How to Determine the Sensitivity of Information

What is Sensitive Data Classification?

Sensitive data can be a number of things. The easiest way to think about it is to think of personal data you would not want to be shared with just anyone. There are several common pieces of sensitive data:

  • Financial information – credit card numbers, bank account information, and social security numbers.
  • Government information – any document that is classified as secret or top-secret, restricted, or can be considered a breach of confidentiality.
  • Business information – accounting data, trade secrets, financial statements or accounts, and any sensitive information in business plans.
  • Personal information – addresses, medical history, driver’s license numbers, or phone numbers.

Any of these pieces of data are things you could not be comfortable in data sharing with someone who should not have access. Unfortunately, a data breach can occur leaving you feeling exposed and increases the risk of identity theft. Businesses are continually evolving protection protocols and regulations to ensure data protection.

Data Discovery and Sensitive Data Classification Security Measures

One way to try and determine how sensitive, specific data is, and therefore how it should be classified, is to think about how the loss of the confidentiality, integrity, or availability of that information or restricted data would impact your organization in the case of an unauthorised disclosure.

The following table is taken from the Federal Information Processing Standards (FIPS) publication 199 published by the National Institute of Standards and Technology (NIST).
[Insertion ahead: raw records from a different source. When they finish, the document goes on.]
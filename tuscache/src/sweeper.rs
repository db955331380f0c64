//! Cleanup of local and remote state that nobody is going to use.
//!
//! There are two parts to this.  On startup, [`recover`] throws away every buffer file left by
//! the previous process; the sessions that owned them were lost with that process, so the files
//! can't be matched to an offset any more, and clients will resend whatever wasn't flushed.
//! After that, a [`Sweeper`] periodically aborts uploads which have been idle longer than the
//! configured TTL.
use crate::buffer::{BufferFile, DiskBuffer};
use crate::cache::CacheInner;
use crate::session::UploadSession;
use crate::{Result, TusCacheError};
use snafu::prelude::*;
use std::future::Future;
use std::sync::Arc;
use std::time::SystemTime;
use tokio::time::MissedTickBehavior;
use tracing::{debug, error, info, instrument, warn};

/// Delete every buffer file in `buffer`, returning how many there were.
///
/// Only local files are touched.  Parts already in object storage stay there, and the upload
/// resumes from them on its next request.
#[instrument(skip_all, fields(dir = %buffer.dir().display()))]
pub(crate) async fn recover(buffer: &DiskBuffer) -> Result<usize> {
    let files = buffer.list().await?;

    for file in &files {
        buffer.remove(file).await?;
    }

    if !files.is_empty() {
        info!(
            count = files.len(),
            "Discarded buffer files left behind by a previous run"
        );
    }

    Ok(files.len())
}

/// What a single sweep did
#[derive(Clone, Debug, Default, PartialEq, Eq)]
pub struct SweepReport {
    /// Idle uploads that were aborted
    pub evicted: usize,

    /// Idle uploads that were busy and will be looked at again next time
    pub deferred: usize,

    /// Buffer files that belonged to no upload in progress
    pub stray_files_removed: usize,

    pub errors: usize,
}

impl SweepReport {
    fn is_empty(&self) -> bool {
        self == &Self::default()
    }
}

/// Aborts uploads that have been idle for longer than [`crate::Config::session_ttl`].
///
/// Get one from [`crate::UploadCache::sweeper`].
#[derive(Clone, Debug)]
pub struct Sweeper {
    inner: Arc<CacheInner>,
}

impl Sweeper {
    pub(crate) fn new(inner: Arc<CacheInner>) -> Self {
        Self { inner }
    }

    /// Sweep every [`crate::Config::sweep_interval`] until `abort` completes.
    ///
    /// A sweep that has started is always allowed to finish, so aborting never leaves an upload
    /// half evicted.
    pub async fn run(&self, abort: impl Future<Output = ()>) {
        let mut interval = tokio::time::interval(self.inner.config.sweep_period());
        interval.set_missed_tick_behavior(MissedTickBehavior::Delay);
        tokio::pin!(abort);

        info!(
            interval = ?self.inner.config.sweep_period(),
            ttl = ?self.inner.config.session_ttl,
            "Sweeper started"
        );

        loop {
            tokio::select! {
                _ = &mut abort => break,
                _ = interval.tick() => {}
            }

            let report = self.sweep_once().await;
            if report.is_empty() {
                debug!("Sweep found nothing to do");
            } else {
                info!(?report, "Sweep finished");
            }
        }

        info!("Sweeper stopped");
    }

    /// Evict idle uploads and remove stray buffer files, once
    #[instrument(skip(self))]
    pub async fn sweep_once(&self) -> SweepReport {
        let ttl = self.inner.config.session_ttl;
        let mut report = SweepReport::default();

        for session in self.inner.registry.snapshot() {
            if session.idle_for() < ttl {
                continue;
            }

            match self.evict(&session).await {
                Ok(true) => report.evicted += 1,
                Ok(false) => {}
                Err(TusCacheError::EvictionRace { .. }) => {
                    debug!(id = session.id(), "Idle upload is busy; trying again next sweep");
                    report.deferred += 1;
                }
                Err(e) => {
                    error!(id = session.id(), err = ?e, "Failed to evict idle upload");
                    report.errors += 1;
                }
            }
        }

        let files = match self.inner.buffer.list().await {
            Ok(files) => files,
            Err(e) => {
                error!(err = ?e, "Failed to list buffer files");
                report.errors += 1;
                return report;
            }
        };

        let now = SystemTime::now();
        for file in files {
            if let Some(id) = &file.id {
                if self.inner.registry.contains(id) {
                    continue;
                }
            }

            if now.duration_since(file.modified).unwrap_or_default() < ttl {
                continue;
            }

            match self.remove_stray(&file).await {
                Ok(()) => report.stray_files_removed += 1,
                Err(e) => {
                    warn!(path = %file.path.display(), err = ?e, "Failed to remove stray buffer file");
                    report.errors += 1;
                }
            }
        }

        report
    }

    /// Abort `session` if it's still idle.
    ///
    /// Never waits for the session's locks.  If anything holds them the session is in use, and
    /// this fails with [`TusCacheError::EvictionRace`].
    async fn evict(&self, session: &Arc<UploadSession>) -> Result<bool> {
        let id = session.id();

        let mut writer = session
            .writer
            .try_lock()
            .ok()
            .context(crate::error::EvictionRaceSnafu { id })?;
        let mut flusher = session
            .flusher
            .try_lock()
            .ok()
            .context(crate::error::EvictionRaceSnafu { id })?;

        // Check again now that nothing else can touch it
        if session.state().is_terminal() || session.idle_for() < self.inner.config.session_ttl {
            return Ok(false);
        }

        info!(
            id,
            idle_secs = session.idle_for().as_secs(),
            offset = session.offset(),
            "Evicting idle upload"
        );

        self.inner
            .abort_session(session, &mut writer, &mut flusher)
            .await?;

        Ok(true)
    }

    /// Remove a buffer file no session owns, abandoning the upload it was written for
    async fn remove_stray(&self, file: &BufferFile) -> Result<()> {
        if let Some(id) = &file.id {
            if let Some(metadata) = self.inner.metadata.load(id).await? {
                if !metadata.completed {
                    info!(id, "Abandoning upload with stray buffer file");
                    self.inner.discard_stored(&metadata).await?;
                }
            }
        }

        self.inner.buffer.remove(file).await
    }
}
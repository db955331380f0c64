//! Small helpers shared by the modules that touch the local filesystem and the AWS SDK.
use base64::engine::general_purpose::URL_SAFE_NO_PAD;
use base64::Engine as _;

pub(crate) mod aws_sdk;

/// Encode an upload ID into a string that's safe to use as (part of) a file name.
///
/// Upload IDs are opaque and routinely contain `/`, so they can't be used directly.  The URL-safe
/// base64 alphabet has no `.`, which lets the encoded ID be followed by dot-separated suffixes.
pub(crate) fn encode_id(id: &str) -> String {
    URL_SAFE_NO_PAD.encode(id.as_bytes())
}

/// Reverse of [`encode_id`].  `None` if `encoded` isn't something [`encode_id`] produced.
pub(crate) fn decode_id(encoded: &str) -> Option<String> {
    let bytes = URL_SAFE_NO_PAD.decode(encoded).ok()?;
    String::from_utf8(bytes).ok()
}
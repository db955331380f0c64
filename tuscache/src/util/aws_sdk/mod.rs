mod stream;

pub(crate) use stream::IntoStream;
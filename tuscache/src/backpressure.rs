//! Caps how many buffered chunks an upload may have waiting to be flushed.
//!
//! Each sealed chunk holds one permit from a fair semaphore until its flush succeeds.  A write
//! that needs a new permit while all of them are held waits, and waiters are admitted in the
//! order they arrived.
use std::sync::Arc;
use tokio::sync::{Notify, OwnedSemaphorePermit, Semaphore};

/// Outcome of waiting for a chunk slot
#[derive(Debug)]
pub(crate) enum Admission {
    Granted(OwnedSemaphorePermit),

    /// A flush failed while waiting.  The held chunks will never be released without a retry, so
    /// the caller has to retry the flush before waiting again.
    FlushFailed,

    /// The upload was removed or evicted while waiting
    Closed,
}

#[derive(Debug)]
pub(crate) struct Backpressure {
    slots: Arc<Semaphore>,
    flush_failed: Notify,
}

impl Backpressure {
    pub fn new(max_pending_chunks: usize) -> Self {
        Self {
            slots: Arc::new(Semaphore::new(max_pending_chunks)),
            flush_failed: Notify::new(),
        }
    }

    /// Wait for a free chunk slot.
    ///
    /// `has_failed` reports whether the upload is currently in the failed state; it's checked
    /// before waiting so a failure which happened before this call isn't missed.
    pub async fn admit(&self, has_failed: impl Fn() -> bool) -> Admission {
        let notified = self.flush_failed.notified();
        tokio::pin!(notified);
        notified.as_mut().enable();

        if has_failed() {
            return Admission::FlushFailed;
        }

        tokio::select! {
            permit = self.slots.clone().acquire_owned() => match permit {
                Ok(permit) => Admission::Granted(permit),
                Err(_) => Admission::Closed,
            },
            _ = notified => Admission::FlushFailed,
        }
    }

    /// Wake any writer waiting in [`Self::admit`] so it can retry the failed flush
    pub fn notify_flush_failed(&self) {
        self.flush_failed.notify_waiters();
    }

    /// Permanently refuse new admissions, waking everyone who is waiting
    pub fn close(&self) {
        self.slots.close();
    }

    #[cfg(test)]
    pub fn available(&self) -> usize {
        self.slots.available_permits()
    }
}
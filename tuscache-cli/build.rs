use vergen::EmitBuilder;

fn main() -> Result<(), Box<dyn std::error::Error>> {
    // Only cargo metadata; git isn't available when building a published crate
    EmitBuilder::builder().all_cargo().emit()?;

    Ok(())
}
It provides a framework for determining the impact that can be applied to the sensitivity of information.

Sensitive Data Classification

Here are the three security objectives and how to determine the level of influence (low, moderate, or high):

Confidentiality: Preserving authorized restrictions on information access and disclosure, including means for protecting personal privacy and proprietary information.

Potential impact: The unauthorized disclosure of information could be expected to have a limited (low), serious (moderate), or severe/catastrophic (high) adverse effect on organizational operations, organizational assets, or individuals.

Integrity: Guarding against improper information modification or destruction, and includes ensuring information non‐repudiation and authenticity.

Potential impact: The unauthorized modification or destruction of information could be expected to have a limited (low), serious (moderate), or severe/catastrophic (high) adverse effect on organizational operations, organizational assets, or individuals.

Availability: Ensuring timely and reliable access to and use of information.

Potential impact: The disruption of access to or use of information or an information system could be expected to have a limited (low), serious (moderate), or severe/ catastrophic (high) adverse effect on organizational operations, organizational assets, or individuals.

(Source: National Institute of Standards and Technology “FIPS Publication 199: Standards for Security Categorization of Federal Information and Information Systems”)

As the potential impact level moves from low to high, the sensitivity increases, and therefore, the classification level of data should become higher and more restrictive. If your classification schema ranges from public to top secret, for example, data with a low impact across the board might be classified as public, while data with a high impact in any one area might be considered top secret.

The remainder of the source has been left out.